> **EXERCISE GOAL**
Among the entries below, find all lines that include "rising" and copy them.

(RECORDS SHOWN Opens)

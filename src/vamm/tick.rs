//! Per-tick bookkeeping and growth accumulators.
//!
//! Growth is tracked per unit of liquidity as a signed Q64 value: a delta
//! `d` spread over liquidity `L` adds `d * 2^64 / L`.  Each initialized
//! tick remembers the growth that happened on the side of it away from
//! the current price ("outside"); crossing the tick flips that view.
//! The growth inside a range is then `global - below(lower) - above(upper)`.

use std::collections::BTreeMap;

use crate::domain::{Rounding, Wad, MAX_TICK, MIN_TICK};
use crate::error::{IrsError, Result};
use crate::math::mul_div_signed;

/// Fixed-point scale of the growth accumulators.
pub const GROWTH_ONE: u128 = 1 << 64;

/// Fee, fixed-token and variable-token growth per unit of liquidity.
#[derive(Debug, Clone, Copy, Default, PartialEq, Eq, Hash)]
#[cfg_attr(feature = "serde", derive(serde::Serialize, serde::Deserialize))]
pub struct Growth {
    pub fee: i128,
    pub fixed_token: i128,
    pub variable_token: i128,
}

impl Growth {
    /// Component-wise `self - other`.
    ///
    /// # Errors
    ///
    /// Returns [`IrsError::Overflow`] if any component overflows.
    pub fn checked_sub(&self, other: &Self) -> Result<Self> {
        let sub = |a: i128, b: i128| a.checked_sub(b).ok_or(IrsError::Overflow("growth subtraction"));
        Ok(Self {
            fee: sub(self.fee, other.fee)?,
            fixed_token: sub(self.fixed_token, other.fixed_token)?,
            variable_token: sub(self.variable_token, other.variable_token)?,
        })
    }

    /// Adds `amount` spread over `liquidity` to one component.
    pub(crate) fn accrue(component: &mut i128, amount: Wad, liquidity: u128) -> Result<()> {
        let per_unit = mul_div_signed(amount.raw(), GROWTH_ONE, liquidity, Rounding::Down)?;
        *component = component
            .checked_add(per_unit)
            .ok_or(IrsError::Overflow("growth accumulator"))?;
        Ok(())
    }
}

/// Amounts a position earned from growth since its last snapshot.
#[derive(Debug, Clone, Copy, Default, PartialEq, Eq)]
pub struct GrowthCredit {
    pub fixed_token: Wad,
    pub variable_token: Wad,
    pub fee: Wad,
}

impl GrowthCredit {
    /// Converts a growth delta into token amounts for `liquidity`.
    ///
    /// # Errors
    ///
    /// Arithmetic errors on overflow.
    pub fn for_liquidity(delta: &Growth, liquidity: u128) -> Result<Self> {
        let scale = |g: i128| -> Result<Wad> {
            mul_div_signed(g, liquidity, GROWTH_ONE, Rounding::Down).map(Wad::from_raw)
        };
        Ok(Self {
            fixed_token: scale(delta.fixed_token)?,
            variable_token: scale(delta.variable_token)?,
            fee: scale(delta.fee)?,
        })
    }
}

/// State stored for every initialized tick.
#[derive(Debug, Clone, Copy, Default, PartialEq, Eq)]
#[cfg_attr(feature = "serde", derive(serde::Serialize, serde::Deserialize))]
pub struct TickInfo {
    /// Total liquidity referencing this tick as either bound.
    pub liquidity_gross: u128,
    /// Liquidity added to the active set when crossing upwards.
    pub liquidity_net: i128,
    /// Growth on the far side of this tick from the current price.
    pub growth_outside: Growth,
}

/// Gross liquidity ceiling for a tick on the `spacing` grid.
#[must_use]
pub fn max_liquidity_per_tick(spacing: i32) -> u128 {
    let spacing = spacing.max(1);
    let min_tick = (MIN_TICK / spacing) * spacing;
    let max_tick = (MAX_TICK / spacing) * spacing;
    let num_ticks = ((max_tick - min_tick) / spacing).unsigned_abs() + 1;
    u128::MAX / u128::from(num_ticks)
}

/// Initialized ticks, ordered by index.
#[derive(Debug, Clone, Default, PartialEq, Eq)]
pub(crate) struct TickMap {
    ticks: BTreeMap<i32, TickInfo>,
}

impl TickMap {
    pub(crate) fn get(&self, tick: i32) -> Option<&TickInfo> {
        self.ticks.get(&tick)
    }

    pub(crate) fn iter(&self) -> impl Iterator<Item = (&i32, &TickInfo)> {
        self.ticks.iter()
    }

    /// Next initialized tick at or below `from` (price falling) or strictly
    /// above `from` (price rising).
    pub(crate) fn next_initialized(&self, from: i32, rising: bool) -> Option<i32> {
        if rising {
            from.checked_add(1)
                .and_then(|start| self.ticks.range(start..).next())
                .map(|(&t, _)| t)
        } else {
            self.ticks.range(..=from).next_back().map(|(&t, _)| t)
        }
    }

    /// Applies a liquidity change to one bound of a range.
    ///
    /// Returns `true` if the tick flipped between initialized and not.
    pub(crate) fn update(
        &mut self,
        tick: i32,
        current_tick: i32,
        delta: i128,
        upper: bool,
        global: &Growth,
        max_liquidity: u128,
    ) -> Result<bool> {
        let mut info = self.ticks.get(&tick).copied().unwrap_or_default();
        let gross_before = info.liquidity_gross;
        let gross_after = apply_liquidity_delta(gross_before, delta)?;
        if gross_after > max_liquidity {
            return Err(IrsError::MaxLiquidityPerTickExceeded);
        }

        if gross_before == 0 && tick <= current_tick {
            info.growth_outside = *global;
        }
        info.liquidity_gross = gross_after;
        info.liquidity_net = if upper {
            info.liquidity_net.checked_sub(delta)
        } else {
            info.liquidity_net.checked_add(delta)
        }
        .ok_or(IrsError::Overflow("tick liquidity net"))?;

        if gross_after == 0 {
            self.ticks.remove(&tick);
        } else {
            self.ticks.insert(tick, info);
        }
        Ok((gross_before == 0) != (gross_after == 0))
    }

    /// Flips the outside growth of `tick` and returns its net liquidity.
    pub(crate) fn cross(&mut self, tick: i32, global: &Growth) -> Result<i128> {
        let info = self
            .ticks
            .get_mut(&tick)
            .ok_or(IrsError::InvariantViolation("crossing an uninitialized tick"))?;
        info.growth_outside = global.checked_sub(&info.growth_outside)?;
        Ok(info.liquidity_net)
    }

    /// Growth accumulated inside `[lower, upper)` given the current tick.
    pub(crate) fn growth_inside(
        &self,
        lower: i32,
        upper: i32,
        current_tick: i32,
        global: &Growth,
    ) -> Result<Growth> {
        let outside = |t: i32| self.ticks.get(&t).map_or(Growth::default(), |i| i.growth_outside);

        let lower_outside = outside(lower);
        let below = if current_tick >= lower {
            lower_outside
        } else {
            global.checked_sub(&lower_outside)?
        };

        let upper_outside = outside(upper);
        let above = if current_tick < upper {
            upper_outside
        } else {
            global.checked_sub(&upper_outside)?
        };

        global.checked_sub(&below)?.checked_sub(&above)
    }
}

/// Applies a signed delta to an unsigned liquidity value.
///
/// # Errors
///
/// - [`IrsError::LiquidityUnderflow`] if a negative delta exceeds `value`.
/// - [`IrsError::Overflow`] on overflow.
pub(crate) fn apply_liquidity_delta(value: u128, delta: i128) -> Result<u128> {
    if delta < 0 {
        let requested = delta.unsigned_abs();
        value.checked_sub(requested).ok_or(IrsError::LiquidityUnderflow {
            requested,
            available: value,
        })
    } else {
        value
            .checked_add(delta.unsigned_abs())
            .ok_or(IrsError::Overflow("liquidity addition"))
    }
}

#[cfg(test)]
#[allow(clippy::panic)]
mod tests {
    use super::*;

    fn growth(v: i128) -> Growth {
        Growth {
            fee: v,
            fixed_token: -v,
            variable_token: 2 * v,
        }
    }

    #[test]
    fn max_liquidity_shrinks_with_finer_grids() {
        assert!(max_liquidity_per_tick(1) < max_liquidity_per_tick(60));
        assert_eq!(
            max_liquidity_per_tick(MAX_TICK),
            u128::MAX / 3
        );
    }

    #[test]
    fn update_sets_outside_only_below_current() {
        let mut map = TickMap::default();
        let global = growth(100);
        let Ok(flipped) = map.update(-60, 0, 50, false, &global, u128::MAX) else {
            panic!("expected Ok");
        };
        assert!(flipped);
        let Ok(_) = map.update(60, 0, 50, true, &global, u128::MAX) else {
            panic!("expected Ok");
        };
        assert_eq!(map.get(-60).map(|i| i.growth_outside), Some(global));
        assert_eq!(map.get(60).map(|i| i.growth_outside), Some(Growth::default()));
        assert_eq!(map.get(-60).map(|i| i.liquidity_net), Some(50));
        assert_eq!(map.get(60).map(|i| i.liquidity_net), Some(-50));
    }

    #[test]
    fn emptied_tick_is_removed() {
        let mut map = TickMap::default();
        let global = Growth::default();
        let Ok(_) = map.update(0, 0, 10, false, &global, u128::MAX) else {
            panic!("expected Ok");
        };
        let Ok(flipped) = map.update(0, 0, -10, false, &global, u128::MAX) else {
            panic!("expected Ok");
        };
        assert!(flipped);
        assert!(map.get(0).is_none());
        assert_eq!(
            map.update(0, 0, -1, false, &global, u128::MAX),
            Err(IrsError::LiquidityUnderflow {
                requested: 1,
                available: 0
            })
        );
    }

    #[test]
    fn per_tick_ceiling_enforced() {
        let mut map = TickMap::default();
        assert_eq!(
            map.update(0, 0, 11, false, &Growth::default(), 10),
            Err(IrsError::MaxLiquidityPerTickExceeded)
        );
    }

    #[test]
    fn next_initialized_respects_direction() {
        let mut map = TickMap::default();
        for t in [-120, 0, 120] {
            let Ok(_) = map.update(t, 0, 1, false, &Growth::default(), u128::MAX) else {
                panic!("expected Ok");
            };
        }
        assert_eq!(map.next_initialized(0, false), Some(0));
        assert_eq!(map.next_initialized(-1, false), Some(-120));
        assert_eq!(map.next_initialized(0, true), Some(120));
        assert_eq!(map.next_initialized(120, true), None);
        assert_eq!(map.next_initialized(-121, false), None);
    }

    #[test]
    fn growth_inside_tracks_crossings() {
        let mut map = TickMap::default();
        let zero = Growth::default();
        for (t, upper) in [(-60, false), (60, true)] {
            let Ok(_) = map.update(t, 0, 1, upper, &zero, u128::MAX) else {
                panic!("expected Ok");
            };
        }
        // Growth of 10 while the price sits inside the range.
        let global = growth(10);
        assert_eq!(map.growth_inside(-60, 60, 0, &global), Ok(global));

        // Price leaves through the upper tick, then 5 more accrues outside.
        let Ok(_) = map.cross(60, &global) else {
            panic!("expected Ok");
        };
        let global = growth(15);
        assert_eq!(map.growth_inside(-60, 60, 60, &global), Ok(growth(10)));
    }

    #[test]
    fn credit_scales_with_liquidity() {
        let delta = Growth {
            fee: (GROWTH_ONE as i128) * 3,
            fixed_token: -(GROWTH_ONE as i128),
            variable_token: (GROWTH_ONE as i128) / 2,
        };
        let Ok(credit) = GrowthCredit::for_liquidity(&delta, 4) else {
            panic!("expected Ok");
        };
        assert_eq!(credit.fee, Wad::from_raw(12));
        assert_eq!(credit.fixed_token, Wad::from_raw(-4));
        assert_eq!(credit.variable_token, Wad::from_raw(2));
    }
}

(RECORDS SHOWN Closes)

> **ANSWER SECTION**
    /// above `from` (price rising).
    pub(crate) fn next_initialized(&self, from: i32, rising: bool) -> Option<i32> {
        if rising {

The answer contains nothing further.